4. “My service dog gives me so much independence. I can go places by myself without having to worry that I am going to faint because she alerts me to high heart rate.” – Aubrey A.

woman lying in a hospital bed with her service dog

5. “My service dog will pick up things that I drop that are out of reach. She also does counterbalance and forward momentum when I am not in my wheelchair.” – Charlotte H.

woman in a wheelchair next to her service dog

6. “She helps with dropped items and brings me blankets when asked, alerts to before I faint and alerts to when I have fainted to get help. Along with other tasks.” – Kayli A.S.

a woman's service dog standing next to her young son

7. “Remi is a mobility assist dog. I hold onto his harness for balance, and he’s trained to provide counterbalance as well. He can also help me get up if I fall, and knows ‘brace’ so I can lean on him for support.” – Courtney M.

woman smiling outside with her service dog

8. “When my heart rate spikes, blood pressure drops or oxygen levels drop my service dog paws at my lap to tell me something is wrong. I then know to sit down and check my vitals. We go from there depending on what is actually going on. If I lose consciousness she will go and get help. She has given me so much independence and I have been able to do things I couldn’t even imagine doing a few years ago.” – Margaret W.

service dog sitting in the backseat of a car

9. “Duke, my service dog, alerts me before having a syncope event. This has given me a newfound freedom. I can go out shopping and not have to worry that I will face plant on the cement floors. His alert gives me enough time to lay down. He also can get me water, my meds and things I have dropped. He does DPT [deep pressure therapy] as well. Don’t know what I would do without this guy.” – Devan D.

woman sleeping on the couch holding her service dog

10. “I just got [my service puppy] last month after lots of research and deciding to self-train due to my mixed needs. He is already very attached to me and so far seems to stay closer on higher pain days.” – Marybeth M.

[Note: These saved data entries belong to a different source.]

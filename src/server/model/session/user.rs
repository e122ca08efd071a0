use serde::{Deserialize, Serialize};
use tower_sessions::Session;

use crate::server::error::Error;

pub const SESSION_USER_ID_KEY: &str = "platter:user:id";

/// The logged in user's ID as stored in their session
#[derive(Default, Deserialize, Serialize, Debug)]
pub struct SessionUserId(pub i32);

impl SessionUserId {
    /// Insert user ID into session
    pub async fn insert(session: &Session, user_id: i32) -> Result<(), Error> {
        session
            .insert(SESSION_USER_ID_KEY, SessionUserId(user_id))
            .await?;

        Ok(())
    }

    /// Get user ID from session
    pub async fn get(session: &Session) -> Result<Option<i32>, Error> {
        let user_id = session
            .get::<SessionUserId>(SESSION_USER_ID_KEY)
            .await?
            .map(|SessionUserId(id)| id);

        Ok(user_id)
    }
}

service puppy sitting in a car

11. “My service dog in training has changed my life! He alerts when my blood sugar is low, when my heart rate goes too high and I am going to pass out, when I have mast cell reactions and when I stop breathing! Dogs are honestly the most amazing animals out there!” – Cienna D.

woman sitting in a wheelchair wearing a face mask with her service dog sitting next to her

12. “My service dog alerts to pre-syncope (high heart rate accompanied by low blood pressure). He also retrieves items I drop so I don’t have to bend over. My dysautonomia causes GI issues as well, so we have trained him to alert to low blood sugar as well. I’m so lucky to have him!” – Cheyenne U.

service dog sitting outside in front of flowers

13. “Maple retrieves things for me, and performs deep pressure therapy when I fall to the ground. She also helps with light mobility, by giving me something to hold onto when I lose my balance.” – Cassandra B.

woman lying on the floor with her service dog

14. “My service dog alerts to a rising heart rate, does a fainting response if I faint, picks up things I drop and alerts my parents if I’m unresponsive to her alerts, plus many other tasks. She’s my life savior and my everything.” – Savannah T.